La Grande Récession peut fournir un meilleur test. Dans certains pays, la production chuta brutalement en 2009, puis connut une reprise lente, mais régulière, si bien que l’écart de production aujourd’hui est moindre qu’en 2009. Avec la Courbe de Phillips à la Friedman-Phelps, l’inflation aurait dû régulièrement chuter au cours de cette période, atteignant son minimum aujourd’hui. Donc, si nous représentons l’écart de production sur l’axe des abscisses et l’inflation sur l’axe des ordonnées, nous devons voir une courbe pointant vers le sud-est. Avec la Courbe de Phillips des nouveaux keynésiens, nous pouvons considérer deux cas polaires. Dans le premier, les agents anticipent que la reprise va être lente, donc nous allons avoir une chute brutale et immédiate de l’inflation, mais l’inflation va ensuite s’élever vers sa cible. Cela va nous donner une courbe pointant le nord-est. Dans le second cas, les agents continent de penser que l’inflation va retourner à la cible l’année suivante. Cela nous donne aussi une courbe pointant le nord-est, mais c’est plus plat. (…)

Voici l’évolution pour quatre pays, en utilisant les estimations de l’OCDE pour l’écart de production sur l’axe des abscisses, l’inflation des prix à la consommation moins 2 % sur l’axe des ordonnées, avec notamment les prévisions de l’OCDE pour les années 2014 et 2015. J’ai choisi ces pays simplement parce que nous avons une récession en double creux en Europe, si bien qu’il serait plus compliqué de prendre également les pays européens. Si vous n’aimez pas l’idée d’inclure les prévisions, ignorez simplement les derniers deux points pour chaque pays.

Wren-Lewis__courbe_Phillips_Etats-Unis_Japon_Allemagne_Canada.png

Les courbes pointent vers le nord-est et non vers le sud-est. Cela tend à plaider davantage pour la courbe de Phillips aux anticipations rationnelles des nouveaux keynésiens que pour la courbe de Phillips aux anticipations adaptatives à la Friedman-Phelps. Pour prendre juste un exemple, l’inflation des Etats-Unis en 2013 est plus élevée qu’elle ne le fut en 2009, ce qui est cohérent avec la courbe de Phillips des nouveaux keynésiens. La courbe de Phillips traditionnelle à la Friedman-Phelps, d’un autre côté, suggèrerait qu’après une corde d’écarts de production négatifs, l’inflation américaine aurait dû être un peu plus faible en 2013 qu’elle le fut en 2009.

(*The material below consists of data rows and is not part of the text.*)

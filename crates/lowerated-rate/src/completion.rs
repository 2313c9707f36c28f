//! Completion-service boundary and the OpenAI-compatible HTTP client.

use std::future::Future;
use std::time::Duration;

use reqwest::Client;
use serde::{Deserialize, Serialize};

use crate::error::RateError;
use crate::retry::Backoff;
use crate::types::RateConfig;

const USER_AGENT: &str = "lowerated/0.1 (review-sentiment)";

/// One text-completion call: a system instruction plus a user prompt.
#[derive(Debug, Clone, Copy)]
pub struct CompletionRequest<'a> {
    pub model: &'a str,
    pub system: &'a str,
    pub prompt: &'a str,
    pub max_tokens: u32,
    /// Number of completions to sample. The aggregator always asks for one.
    pub n: u32,
    pub temperature: f32,
}

/// A synchronous request/response text-completion endpoint.
///
/// Implementations return the generated text verbatim; interpreting it is
/// the aggregator's job.
pub trait CompletionService {
    fn complete(
        &self,
        request: &CompletionRequest<'_>,
    ) -> impl Future<Output = Result<String, RateError>> + Send;
}

#[derive(Serialize)]
struct ChatMessage<'a> {
    role: &'static str,
    content: &'a str,
}

#[derive(Serialize)]
struct ChatRequest<'a> {
    model: &'a str,
    messages: [ChatMessage<'a>; 2],
    max_tokens: u32,
    n: u32,
    temperature: f32,
}

#[derive(Deserialize)]
struct ChatResponse {
    #[serde(default)]
    choices: Vec<ChatChoice>,
}

#[derive(Deserialize)]
struct ChatChoice {
    message: ChatChoiceMessage,
}

#[derive(Deserialize)]
struct ChatChoiceMessage {
    content: Option<String>,
}

/// Client for an OpenAI-compatible `/chat/completions` endpoint.
///
/// Holds the credential for its own lifetime only; callers build one per
/// aggregation run.
pub struct OpenAiClient {
    client: Client,
    api_key: String,
    endpoint: String,
    backoff: Backoff,
}

impl std::fmt::Debug for OpenAiClient {
    fn fmt(&self, f: &mut std::fmt::Formatter<'_>) -> std::fmt::Result {
        f.debug_struct("OpenAiClient")
            .field("endpoint", &self.endpoint)
            .field("api_key", &"[redacted]")
            .field("backoff", &self.backoff)
            .finish_non_exhaustive()
    }
}

impl OpenAiClient {
    /// Creates a client using the endpoint, timeout and retry policy in `config`.
    ///
    /// # Errors
    ///
    /// Returns [`RateError::MissingCredential`] if `api_key` is blank. This
    /// check runs before anything touches the network. Returns
    /// [`RateError::Http`] if the underlying `reqwest::Client` cannot be built.
    pub fn new(api_key: &str, config: &RateConfig) -> Result<Self, RateError> {
        if api_key.trim().is_empty() {
            return Err(RateError::MissingCredential);
        }

        let client = Client::builder()
            .timeout(Duration::from_secs(config.request_timeout_secs))
            .connect_timeout(Duration::from_secs(10))
            .user_agent(USER_AGENT)
            .build()?;

        Ok(Self {
            client,
            api_key: api_key.to_owned(),
            endpoint: format!("{}/chat/completions", config.base_url.trim_end_matches('/')),
            backoff: Backoff {
                max_retries: config.max_retries,
                base_ms: config.retry_backoff_base_ms,
            },
        })
    }

    async fn send_once(&self, body: &ChatRequest<'_>) -> Result<String, RateError> {
        let response = self
            .client
            .post(&self.endpoint)
            .bearer_auth(&self.api_key)
            .json(body)
            .send()
            .await?;

        let status = response.status();
        if !status.is_success() {
            let body = response.text().await.unwrap_or_default();
            return Err(RateError::UnexpectedStatus {
                status: status.as_u16(),
                body,
            });
        }

        let text = response.text().await?;
        let parsed: ChatResponse = serde_json::from_str(&text).map_err(|e| RateError::Format {
            reason: format!("completion envelope did not parse: {e}"),
        })?;

        parsed
            .choices
            .into_iter()
            .next()
            .and_then(|choice| choice.message.content)
            .ok_or(RateError::EmptyCompletion)
    }
}

impl CompletionService for OpenAiClient {
    async fn complete(&self, request: &CompletionRequest<'_>) -> Result<String, RateError> {
        let body = ChatRequest {
            model: request.model,
            messages: [
                ChatMessage {
                    role: "system",
                    content: request.system,
                },
                ChatMessage {
                    role: "user",
                    content: request.prompt,
                },
            ],
            max_tokens: request.max_tokens,
            n: request.n,
            temperature: request.temperature,
        };

        self.backoff.run(|| self.send_once(&body)).await
    }
}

Okay, il y a quelques problèmes. Les variations des prix des matières premières ont une influence importante sur l’indice des prix à la consommation et ceux-ci ne sont pris en compte par la simple courbe de Phillips. Ils peuvent contribuer à expliquer la stabilité de l’inflation autour de 2011 dans certains pays, mais ils contribuèrent aussi à déprimer l’inflation en 2009. Les variations des taux de change s’avèrent aussi importants. La simple courbe de Phillips ne prend également pas en compte de la non-linéarité associée à la réticence à réduire les salaires nominaux. Et bien sûr les estimations de l’écart de production peuvent s’avérer fausses.

Dans le cas du Japon, nous avons aussi récemment observé un relèvement de la cible d’inflation. Cela peut expliquer la prévision d’accélération de l’inflation en 2014 et 2015. Si c’est le cas, ce serait un argument en faveur des anticipations rationnelles plutôt qu’adaptatives.

Tous ces problèmes nécessitent une analyse empirique. Néanmoins, nous pouvons voir pourquoi certaines études plus élaborées (…) peuvent affirmer que la récente dynamique de l’inflation est cohérente avec la courbe de Phillips des nouveaux keynésiens. Il semble bien plus difficile de concilier cette expérience avec la courbe de Phillips traditionnelle avec anticipations adaptatives. Comme je l’ai suggéré au début, il s’agit finalement d’un test permettant de savoir si les anticipations rationnelles offrent une meilleure description de la réalité que les anticipations adaptatives. Mais je me doute que la conclusion que je tire des données empiriques va surprendre certains, donc j’attends une analyse empirique plus sophistiquée pour montrer pourquoi j’ai tort. »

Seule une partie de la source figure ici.